____ Raw data

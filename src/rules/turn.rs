//! Placements and the lines a turn touches.

use serde::{Deserialize, Serialize};
use smallvec::SmallVec;

use crate::cards::Card;
use crate::core::{Axis, Coord};
use crate::grid::{contiguous_line, Grid, Line};

/// Most cards a single turn may place.
pub const MAX_TURN_CARDS: usize = 4;

/// One card proposed for one cell.
#[derive(Clone, Copy, Debug, PartialEq, Eq, Hash, Serialize, Deserialize)]
pub struct Placement {
    pub card: Card,
    pub coord: Coord,
}

impl Placement {
    #[must_use]
    pub const fn new(card: Card, coord: Coord) -> Self {
        Self { card, coord }
    }
}

/// An ordered batch of placements submitted together.
pub type Turn = SmallVec<[Placement; MAX_TURN_CARDS]>;

/// The axis the turn was played along.
///
/// Row-wise when every placement shares a row (including a single
/// placement), column-wise otherwise.
#[must_use]
pub fn turn_axis(placements: &[Placement]) -> Axis {
    match placements.split_first() {
        Some((first, rest)) if rest.iter().any(|p| p.coord.row != first.coord.row) => Axis::Col,
        _ => Axis::Row,
    }
}

/// Grid with the turn's placements written on top of `grid`.
#[must_use]
pub fn working_grid(grid: &Grid, placements: &[Placement]) -> Grid {
    grid.with_placements(placements.iter().map(|p| (p.coord, &p.card)))
}

/// Distinct lines of two or more cells the turn forms or extends.
///
/// `working` must already contain the placements. For each placement, in
/// order, the line along the turn's axis comes first, then the cross line.
/// Lines shared by several placements are reported once.
#[must_use]
pub fn turn_lines(working: &Grid, placements: &[Placement]) -> Vec<Line> {
    let main = turn_axis(placements);
    let mut lines: Vec<Line> = Vec::new();

    for placement in placements {
        for axis in [main, main.perpendicular()] {
            let line = contiguous_line(working, placement.coord, axis);
            if line.len() >= 2 && !lines.contains(&line) {
                lines.push(line);
            }
        }
    }

    lines
}
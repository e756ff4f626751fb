//! # iota-engine
//!
//! Rules engine for an Iota-style tile-placement card game.
//!
//! Cards carry a color, a shape and a number (or are wild). A turn places one
//! to four cards along a single row or column of an unbounded grid. Every
//! contiguous line the turn touches must be, on each attribute separately,
//! either all the same or all different.
//!
//! ## Design Principles
//!
//! 1. **Pure core**: validation, scoring and legal-cell search are functions
//!    of `(grid, placements)`. They never mutate the caller's grid, keep no
//!    state between calls, and touch no clock, network or storage.
//!
//! 2. **Stateful shell**: `Session` owns the single authoritative grid plus
//!    hands, deck, scores and seat order, and changes them only through
//!    explicit transitions built on the pure core.
//!
//! 3. **Closed card type**: `Card` is a sum type (normal or wild) matched
//!    exhaustively wherever attributes are read.
//!
//! ## Modules
//!
//! - `core`: coordinates, seats, deterministic RNG, session configuration
//! - `cards`: cards, attributes, deck construction
//! - `grid`: sparse grid, line discovery, viewport bounds
//! - `rules`: turn validation, scoring, legal positions
//! - `session`: turn order, hands, deck, scores, snapshots

pub mod core;
pub mod cards;
pub mod grid;
pub mod rules;
pub mod session;

// Re-export commonly used types
pub use crate::core::{Axis, Coord, GameRng, PlayerId, PlayerMap, SessionConfig};

pub use crate::cards::{Attribute, Card, CardId, Color, Deck, Number, Shape, Symbol};

pub use crate::grid::{contiguous_line, Grid, GridBounds, Line};

pub use crate::rules::{
    legal_positions, score_turn, validate_turn, LineScore, Placement, Turn, TurnError, TurnScore,
};

pub use crate::session::{Session, SessionError, TurnAction, TurnRecord};
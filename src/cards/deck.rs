//! Deck construction and drawing.
//!
//! A standard deck is every combination of color, shape and number (64
//! cards) plus a configurable number of wilds. Card IDs are assigned in
//! construction order, before shuffling, so they are unique per deck.

use serde::{Deserialize, Serialize};

use super::card::{Card, CardId, Color, Number, Shape};
use crate::core::GameRng;

/// Normal cards in a standard deck.
pub const NORMAL_CARDS: usize = Color::ALL.len() * Shape::ALL.len() * Number::ALL.len();

/// An ordered draw pile. The top of the deck is the front.
#[derive(Clone, Debug, Default, PartialEq, Eq, Serialize, Deserialize)]
pub struct Deck {
    cards: Vec<Card>,
}

impl Deck {
    /// Unshuffled standard deck: normals ordered color, shape, number, then wilds.
    #[must_use]
    pub fn standard(wild_cards: usize) -> Self {
        let mut cards = Vec::with_capacity(NORMAL_CARDS + wild_cards);
        let mut next_id = 0u32;

        for color in Color::ALL {
            for shape in Shape::ALL {
                for number in Number::ALL {
                    cards.push(Card::normal(CardId(next_id), color, shape, number));
                    next_id += 1;
                }
            }
        }
        for _ in 0..wild_cards {
            cards.push(Card::wild(CardId(next_id)));
            next_id += 1;
        }

        Self { cards }
    }

    /// Standard deck shuffled by `rng`.
    #[must_use]
    pub fn shuffled(wild_cards: usize, rng: &mut GameRng) -> Self {
        let mut deck = Self::standard(wild_cards);
        rng.shuffle(&mut deck.cards);
        deck
    }

    /// Deck with exactly these cards, top first.
    #[must_use]
    pub fn from_cards(cards: Vec<Card>) -> Self {
        Self { cards }
    }

    #[must_use]
    pub fn len(&self) -> usize {
        self.cards.len()
    }

    #[must_use]
    pub fn is_empty(&self) -> bool {
        self.cards.is_empty()
    }

    /// Remaining cards, top first.
    #[must_use]
    pub fn cards(&self) -> &[Card] {
        &self.cards
    }

    /// Take the top card.
    pub fn draw_one(&mut self) -> Option<Card> {
        self.draw(1).pop()
    }

    /// Take up to `count` cards from the top. Returns fewer when the deck runs out.
    pub fn draw(&mut self, count: usize) -> Vec<Card> {
        let count = count.min(self.cards.len());
        self.cards.drain(..count).collect()
    }
}

#[cfg(test)]
mod tests {
    use super::*;
    use rustc_hash::FxHashSet;

    #[test]
    fn test_standard_composition() {
        let deck = Deck::standard(2);
        assert_eq!(deck.len(), 66);
        assert_eq!(deck.cards().iter().filter(|c| c.is_wild()).count(), 2);

        let ids: FxHashSet<_> = deck.cards().iter().map(Card::id).collect();
        assert_eq!(ids.len(), 66);

        // Every normal face appears exactly once.
        let normals: Vec<_> = deck.cards().iter().filter(|c| !c.is_wild()).collect();
        for (i, a) in normals.iter().enumerate() {
            assert!(normals[i + 1..].iter().all(|b| !a.same_face(b)));
        }
    }

    #[test]
    fn test_standard_order() {
        let deck = Deck::standard(0);
        assert_eq!(
            deck.cards()[0],
            Card::normal(CardId(0), Color::Red, Shape::Triangle, Number::One)
        );
        assert_eq!(
            deck.cards()[63],
            Card::normal(CardId(63), Color::Yellow, Shape::Plus, Number::Four)
        );
    }

    #[test]
    fn test_shuffle_is_seeded() {
        let a = Deck::shuffled(2, &mut GameRng::new(5));
        let b = Deck::shuffled(2, &mut GameRng::new(5));
        let c = Deck::shuffled(2, &mut GameRng::new(6));

        assert_eq!(a, b);
        assert_ne!(a, c);
        assert_ne!(a, Deck::standard(2));
    }

    #[test]
    fn test_draw_takes_from_top() {
        let mut deck = Deck::standard(0);
        let top = deck.cards()[0];

        assert_eq!(deck.draw_one(), Some(top));
        let hand = deck.draw(4);
        assert_eq!(hand.len(), 4);
        assert_eq!(hand[0].id(), CardId(1));
        assert_eq!(deck.len(), 59);
    }

    #[test]
    fn test_draw_short_deck() {
        let mut deck = Deck::from_cards(vec![Card::wild(CardId(0)), Card::wild(CardId(1))]);
        assert_eq!(deck.draw(4).len(), 2);
        assert!(deck.is_empty());
        assert_eq!(deck.draw_one(), None);
        assert!(deck.draw(3).is_empty());
    }

    #[test]
    fn test_draw_one_keeps_pile_order() {
        let mut deck = Deck::standard(2);
        let expected: Vec<_> = deck.cards().iter().map(Card::id).collect();

        let drawn: Vec<_> = std::iter::from_fn(|| deck.draw_one()).map(|c| c.id()).collect();
        assert_eq!(drawn, expected);
        assert!(deck.is_empty());
    }
}
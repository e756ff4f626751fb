//! Attribute projection for line checks.
//!
//! Lines are checked one attribute at a time. Each card is projected onto a
//! `Symbol` for the attribute under test; a wild card projects onto
//! `Symbol::Wild`, which is distinct from every real value. A wild is **not**
//! a joker here: two wilds in a line share a symbol, and one wild among real
//! values counts as one more distinct value.

use serde::{Deserialize, Serialize};

use super::card::{Card, Color, Number, Shape};

/// The three independently checked card attributes.
#[derive(Clone, Copy, Debug, PartialEq, Eq, Hash, Serialize, Deserialize)]
pub enum Attribute {
    Color,
    Shape,
    Number,
}

impl Attribute {
    /// In the order lines are checked.
    pub const ALL: [Attribute; 3] = [Attribute::Color, Attribute::Shape, Attribute::Number];
}

impl std::fmt::Display for Attribute {
    fn fmt(&self, f: &mut std::fmt::Formatter<'_>) -> std::fmt::Result {
        f.write_str(match self {
            Attribute::Color => "color",
            Attribute::Shape => "shape",
            Attribute::Number => "number",
        })
    }
}

/// A card's value on one attribute.
#[derive(Clone, Copy, Debug, PartialEq, Eq, Hash)]
pub enum Symbol {
    Color(Color),
    Shape(Shape),
    Number(Number),
    /// Placeholder for a wild card, equal only to itself.
    Wild,
}

impl Card {
    /// Project this card onto `attribute`.
    ///
    /// ```
    /// use iota_engine::cards::{Attribute, Card, CardId, Color, Number, Shape, Symbol};
    ///
    /// let card = Card::normal(CardId(0), Color::Red, Shape::Plus, Number::One);
    /// assert_eq!(card.symbol(Attribute::Shape), Symbol::Shape(Shape::Plus));
    /// assert_eq!(Card::wild(CardId(1)).symbol(Attribute::Shape), Symbol::Wild);
    /// ```
    #[must_use]
    pub const fn symbol(&self, attribute: Attribute) -> Symbol {
        match (self, attribute) {
            (Card::Normal { color, .. }, Attribute::Color) => Symbol::Color(*color),
            (Card::Normal { shape, .. }, Attribute::Shape) => Symbol::Shape(*shape),
            (Card::Normal { number, .. }, Attribute::Number) => Symbol::Number(*number),
            (Card::Wild { .. }, _) => Symbol::Wild,
        }
    }
}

________

What to do:
If a line in the material above holds "expected", copy it.

Your solution:
        let expected: Vec<_> = deck.cards().iter().map(Card::id).collect();
        assert_eq!(drawn, expected);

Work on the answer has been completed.